What you give back must match the data below character for character.

Data excerpts:
········
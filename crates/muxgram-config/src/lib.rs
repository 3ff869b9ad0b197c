//! Configuration for the muxgram bridge daemon.
//!
//! Everything is read from environment variables; the daemon runs under a
//! service manager, not from a config file. Two variables are required
//! (`MUXGRAM_BOT_TOKEN`, `MUXGRAM_CHAT_ID`); the rest have defaults. See
//! [`BridgeConfig::from_env`].
//!
//! The crate also owns the on-disk layout: a user-private runtime directory
//! (mode 0700) holding the Unix socket, PID file, session store and optional
//! debug log.

#![deny(unsafe_code)]
#![warn(missing_docs)]
#![deny(clippy::all)]
#![warn(unreachable_pub)]
#![deny(clippy::unwrap_used)]
#![cfg_attr(test, allow(clippy::unwrap_used))]

mod error;
mod paths;

pub use error::{ConfigError, ConfigResult};
pub use paths::{unix_socket_path_max, RuntimePaths};

use std::path::PathBuf;
use std::time::Duration;

use tracing::info;

/// Default reaper threshold, in hours.
const DEFAULT_STALE_TIMEOUT_HOURS: u64 = 72;
/// Default bound on waiting for a forum thread to exist, in seconds.
const DEFAULT_THREAD_WAIT_SECS: u64 = 5;
/// Default self-echo suppression window, in seconds.
const DEFAULT_DEDUP_WINDOW_SECS: u64 = 10;
/// Default approval lifetime, in seconds.
const DEFAULT_APPROVAL_TTL_SECS: u64 = 300;

/// Resolved daemon configuration.
#[derive(Debug, Clone)]
pub struct BridgeConfig {
    /// Telegram bot token.
    pub bot_token: String,
    /// The forum chat this daemon serves.
    pub chat_id: i64,
    /// Create one forum topic per session (off: everything goes to the
    /// chat's general area and inbound routing is disabled).
    pub use_threads: bool,
    /// Render tool start/result events (off: only responses and errors).
    pub verbose: bool,
    /// Enable the approval button flow.
    pub approvals_enabled: bool,
    /// Sessions idle longer than this are candidates for reaping.
    pub stale_timeout: Duration,
    /// Bound on waiting for topic creation before dropping a message.
    pub thread_wait: Duration,
    /// Self-echo suppression window after an injection.
    pub dedup_window: Duration,
    /// Approval expiry.
    pub approval_ttl: Duration,
    /// Telegram user ids allowed to drive sessions; empty allows everyone.
    pub allowed_user_ids: Vec<u64>,
    /// Also write a debug log file in the runtime directory.
    pub debug_log: bool,
    /// On-disk layout (socket, PID file, store, log).
    pub paths: RuntimePaths,
}

impl BridgeConfig {
    /// Load from the process environment.
    ///
    /// # Errors
    ///
    /// Returns [`ConfigError::MissingVar`] for an absent required variable,
    /// [`ConfigError::InvalidVar`] for unparseable values, and
    /// [`ConfigError::NoHome`] when the home directory cannot be resolved
    /// and no `MUXGRAM_HOME` override is set.
    pub fn from_env() -> ConfigResult<Self> {
        Self::from_lookup(|key| std::env::var(key).ok())
    }

    /// Load from an arbitrary variable lookup (exposed for tests).
    ///
    /// # Errors
    ///
    /// See [`BridgeConfig::from_env`].
    pub fn from_lookup(lookup: impl Fn(&str) -> Option<String>) -> ConfigResult<Self> {
        let bot_token = lookup("MUXGRAM_BOT_TOKEN")
            .or_else(|| lookup("TELEGRAM_BOT_TOKEN"))
            .filter(|v| !v.is_empty())
            .ok_or(ConfigError::MissingVar("MUXGRAM_BOT_TOKEN"))?;

        let chat_id = required_parsed::<i64>(&lookup, "MUXGRAM_CHAT_ID")?;

        let use_threads = optional_bool(&lookup, "MUXGRAM_USE_THREADS")?.unwrap_or(true);
        let verbose = optional_bool(&lookup, "MUXGRAM_VERBOSE")?.unwrap_or(true);
        let approvals_enabled = optional_bool(&lookup, "MUXGRAM_APPROVALS")?.unwrap_or(true);
        let debug_log = optional_bool(&lookup, "MUXGRAM_DEBUG_LOG")?.unwrap_or(false);

        let stale_hours = optional_parsed::<u64>(&lookup, "MUXGRAM_STALE_TIMEOUT_HOURS")?
            .unwrap_or(DEFAULT_STALE_TIMEOUT_HOURS);
        let thread_wait_secs = optional_parsed::<u64>(&lookup, "MUXGRAM_THREAD_WAIT_SECS")?
            .unwrap_or(DEFAULT_THREAD_WAIT_SECS);
        let dedup_secs = optional_parsed::<u64>(&lookup, "MUXGRAM_DEDUP_WINDOW_SECS")?
            .unwrap_or(DEFAULT_DEDUP_WINDOW_SECS);
        let approval_secs = optional_parsed::<u64>(&lookup, "MUXGRAM_APPROVAL_TTL_SECS")?
            .unwrap_or(DEFAULT_APPROVAL_TTL_SECS);

        let allowed_user_ids = parse_user_list(&lookup, "MUXGRAM_ALLOWED_USERS")?;

        let home_override = lookup("MUXGRAM_HOME").map(PathBuf::from);
        let socket_override = lookup("MUXGRAM_SOCKET_PATH").map(PathBuf::from);
        let paths = RuntimePaths::resolve(home_override, socket_override)?;

        let config = Self {
            bot_token,
            chat_id,
            use_threads,
            verbose,
            approvals_enabled,
            stale_timeout: Duration::from_secs(stale_hours.saturating_mul(3600)),
            thread_wait: Duration::from_secs(thread_wait_secs),
            dedup_window: Duration::from_secs(dedup_secs),
            approval_ttl: Duration::from_secs(approval_secs),
            allowed_user_ids,
            debug_log,
            paths,
        };
        info!(
            chat_id = config.chat_id,
            use_threads = config.use_threads,
            verbose = config.verbose,
            approvals = config.approvals_enabled,
            socket = %config.paths.socket.display(),
            "configuration resolved"
        );
        Ok(config)
    }

    /// Whether a Telegram user may drive sessions through this daemon.
    ///
    /// An empty allowlist allows everyone.
    #[must_use]
    pub fn is_user_allowed(&self, user_id: u64) -> bool {
        self.allowed_user_ids.is_empty() || self.allowed_user_ids.contains(&user_id)
    }
}

fn required_parsed<T: std::str::FromStr>(
    lookup: &impl Fn(&str) -> Option<String>,
    key: &'static str,
) -> ConfigResult<T> {
    let raw = lookup(key)
        .filter(|v| !v.is_empty())
        .ok_or(ConfigError::MissingVar(key))?;
    raw.parse().map_err(|_| ConfigError::InvalidVar {
        var: key,
        value: raw,
    })
}

fn optional_parsed<T: std::str::FromStr>(
    lookup: &impl Fn(&str) -> Option<String>,
    key: &'static str,
) -> ConfigResult<Option<T>> {
    match lookup(key).filter(|v| !v.is_empty()) {
        None => Ok(None),
        Some(raw) => raw
            .parse()
            .map(Some)
            .map_err(|_| ConfigError::InvalidVar {
                var: key,
                value: raw,
            }),
    }
}

fn optional_bool(
    lookup: &impl Fn(&str) -> Option<String>,
    key: &'static str,
) -> ConfigResult<Option<bool>> {
    match lookup(key).filter(|v| !v.is_empty()) {
        None => Ok(None),
        Some(raw) => match raw.to_lowercase().as_str() {
            "1" | "true" | "yes" | "on" => Ok(Some(true)),
            "0" | "false" | "no" | "off" => Ok(Some(false)),
            _ => Err(ConfigError::InvalidVar {
                var: key,
                value: raw,
            }),
        },
    }
}

fn parse_user_list(
    lookup: &impl Fn(&str) -> Option<String>,
    key: &'static str,
) -> ConfigResult<Vec<u64>> {
    let Some(raw) = lookup(key).filter(|v| !v.trim().is_empty()) else {
        return Ok(Vec::new());
    };
    raw.split(',')
        .map(str::trim)
        .filter(|part| !part.is_empty())
        .map(|part| {
            part.parse::<u64>().map_err(|_| ConfigError::InvalidVar {
                var: key,
                value: raw.clone(),
            })
        })
        .collect()
}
········
■ Written reply:
filename crates/muxgram-config/src/lib.rs
repository 3ff869b9ad0b197c
//! Configuration for the muxgram bridge daemon.
//!
//! Everything is read from environment variables; the daemon runs under a
//! service manager, not from a config file. Two variables are required
//! (`MUXGRAM_BOT_TOKEN`, `MUXGRAM_CHAT_ID`); the rest have defaults. See
//! [`BridgeConfig::from_env`].
//!
//! The crate also owns the on-disk layout: a user-private runtime directory
//! (mode 0700) holding the Unix socket, PID file, session store and optional
//! debug log.

#![deny(unsafe_code)]
#![warn(missing_docs)]
#![deny(clippy::all)]
#![warn(unreachable_pub)]
#![deny(clippy::unwrap_used)]
#![cfg_attr(test, allow(clippy::unwrap_used))]

mod error;
mod paths;

pub use error::{ConfigError, ConfigResult};
pub use paths::{unix_socket_path_max, RuntimePaths};

use std::path::PathBuf;
use std::time::Duration;

use tracing::info;

/// Default reaper threshold, in hours.
const DEFAULT_STALE_TIMEOUT_HOURS: u64 = 72;
/// Default bound on waiting for a forum thread to exist, in seconds.
const DEFAULT_THREAD_WAIT_SECS: u64 = 5;
/// Default self-echo suppression window, in seconds.
const DEFAULT_DEDUP_WINDOW_SECS: u64 = 10;
/// Default approval lifetime, in seconds.
const DEFAULT_APPROVAL_TTL_SECS: u64 = 300;

/// Resolved daemon configuration.
#[derive(Debug, Clone)]
pub struct BridgeConfig {
    /// Telegram bot token.
    pub bot_token: String,
    /// The forum chat this daemon serves.
    pub chat_id: i64,
    /// Create one forum topic per session (off: everything goes to the
    /// chat's general area and inbound routing is disabled).
    pub use_threads: bool,
    /// Render tool start/result events (off: only responses and errors).
    pub verbose: bool,
    /// Enable the approval button flow.
    pub approvals_enabled: bool,
    /// Sessions idle longer than this are candidates for reaping.
    pub stale_timeout: Duration,
    /// Bound on waiting for topic creation before dropping a message.
    pub thread_wait: Duration,
    /// Self-echo suppression window after an injection.
    pub dedup_window: Duration,
    /// Approval expiry.
    pub approval_ttl: Duration,
    /// Telegram user ids allowed to drive sessions; empty allows everyone.
    pub allowed_user_ids: Vec<u64>,
    /// Also write a debug log file in the runtime directory.
    pub debug_log: bool,
    /// On-disk layout (socket, PID file, store, log).
    pub paths: RuntimePaths,
}

impl BridgeConfig {
    /// Load from the process environment.
    ///
    /// # Errors
    ///
    /// Returns [`ConfigError::MissingVar`] for an absent required variable,
    /// [`ConfigError::InvalidVar`] for unparseable values, and
    /// [`ConfigError::NoHome`] when the home directory cannot be resolved
    /// and no `MUXGRAM_HOME` override is set.
    pub fn from_env() -> ConfigResult<Self> {
        Self::from_lookup(|key| std::env::var(key).ok())
    }

    /// Load from an arbitrary variable lookup (exposed for tests).
    ///
    /// # Errors
    ///
    /// See [`BridgeConfig::from_env`].
    pub fn from_lookup(lookup: impl Fn(&str) -> Option<String>) -> ConfigResult<Self> {
        let bot_token = lookup("MUXGRAM_BOT_TOKEN")
            .or_else(|| lookup("TELEGRAM_BOT_TOKEN"))
            .filter(|v| !v.is_empty())
            .ok_or(ConfigError::MissingVar("MUXGRAM_BOT_TOKEN"))?;

        let chat_id = required_parsed::<i64>(&lookup, "MUXGRAM_CHAT_ID")?;

        let use_threads = optional_bool(&lookup, "MUXGRAM_USE_THREADS")?.unwrap_or(true);
        let verbose = optional_bool(&lookup, "MUXGRAM_VERBOSE")?.unwrap_or(true);
        let approvals_enabled = optional_bool(&lookup, "MUXGRAM_APPROVALS")?.unwrap_or(true);
        let debug_log = optional_bool(&lookup, "MUXGRAM_DEBUG_LOG")?.unwrap_or(false);

        let stale_hours = optional_parsed::<u64>(&lookup, "MUXGRAM_STALE_TIMEOUT_HOURS")?
            .unwrap_or(DEFAULT_STALE_TIMEOUT_HOURS);
        let thread_wait_secs = optional_parsed::<u64>(&lookup, "MUXGRAM_THREAD_WAIT_SECS")?
            .unwrap_or(DEFAULT_THREAD_WAIT_SECS);
        let dedup_secs = optional_parsed::<u64>(&lookup, "MUXGRAM_DEDUP_WINDOW_SECS")?
            .unwrap_or(DEFAULT_DEDUP_WINDOW_SECS);
        let approval_secs = optional_parsed::<u64>(&lookup, "MUXGRAM_APPROVAL_TTL_SECS")?
            .unwrap_or(DEFAULT_APPROVAL_TTL_SECS);

        let allowed_user_ids = parse_user_list(&lookup, "MUXGRAM_ALLOWED_USERS")?;

        let home_override = lookup("MUXGRAM_HOME").map(PathBuf::from);
        let socket_override = lookup("MUXGRAM_SOCKET_PATH").map(PathBuf::from);
        let paths = RuntimePaths::resolve(home_override, socket_override)?;

        let config = Self {
            bot_token,
            chat_id,
            use_threads,
            verbose,
            approvals_enabled,
            stale_timeout: Duration::from_secs(stale_hours.saturating_mul(3600)),
            thread_wait: Duration::from_secs(thread_wait_secs),
            dedup_window: Duration::from_secs(dedup_secs),
            approval_ttl: Duration::from_secs(approval_secs),
            allowed_user_ids,
            debug_log,
            paths,
        };
        info!(
            chat_id = config.chat_id,
            use_threads = config.use_threads,
            verbose = config.verbose,
            approvals = config.approvals_enabled,
            socket = %config.paths.socket.display(),
            "configuration resolved"
        );
        Ok(config)
    }

    /// Whether a Telegram user may drive sessions through this daemon.
    ///
    /// An empty allowlist allows everyone.
    #[must_use]
    pub fn is_user_allowed(&self, user_id: u64) -> bool {
        self.allowed_user_ids.is_empty() || self.allowed_user_ids.contains(&user_id)
    }
}

fn required_parsed<T: std::str::FromStr>(
    lookup: &impl Fn(&str) -> Option<String>,
    key: &'static str,
) -> ConfigResult<T> {
    let raw = lookup(key)
        .filter(|v| !v.is_empty())
        .ok_or(ConfigError::MissingVar(key))?;
    raw.parse().map_err(|_| ConfigError::InvalidVar {
        var: key,
        value: raw,
    })
}

fn optional_parsed<T: std::str::FromStr>(
    lookup: &impl Fn(&str) -> Option<String>,
    key: &'static str,
) -> ConfigResult<Option<T>> {
    match lookup(key).filter(|v| !v.is_empty()) {
        None => Ok(None),
        Some(raw) => raw
            .parse()
            .map(Some)
            .map_err(|_| ConfigError::InvalidVar {
                var: key,
                value: raw,
            }),
    }
}

fn optional_bool(
    lookup: &impl Fn(&str) -> Option<String>,
    key: &'static str,
) -> ConfigResult<Option<bool>> {
    match lookup(key).filter(|v| !v.is_empty()) {
        None => Ok(None),
        Some(raw) => match raw.to_lowercase().as_str() {
            "1" | "true" | "yes" | "on" => Ok(Some(true)),
            "0" | "false" | "no" | "off" => Ok(Some(false)),
            _ => Err(ConfigError::InvalidVar {
                var: key,
                value: raw,
            }),
        },
    }
}

fn parse_user_list(
    lookup: &impl Fn(&str) -> Option<String>,
    key: &'static str,
) -> ConfigResult<Vec<u64>> {
    let Some(raw) = lookup(key).filter(|v| !v.trim().is_empty()) else {
        return Ok(Vec::new());
    };
    raw.split(',')
        .map(str::trim)
        .filter(|part| !part.is_empty())
        .map(|part| {
            part.parse::<u64>().map_err(|_| ConfigError::InvalidVar {
                var: key,
                value: raw.clone(),
            })
        })
        .collect()
}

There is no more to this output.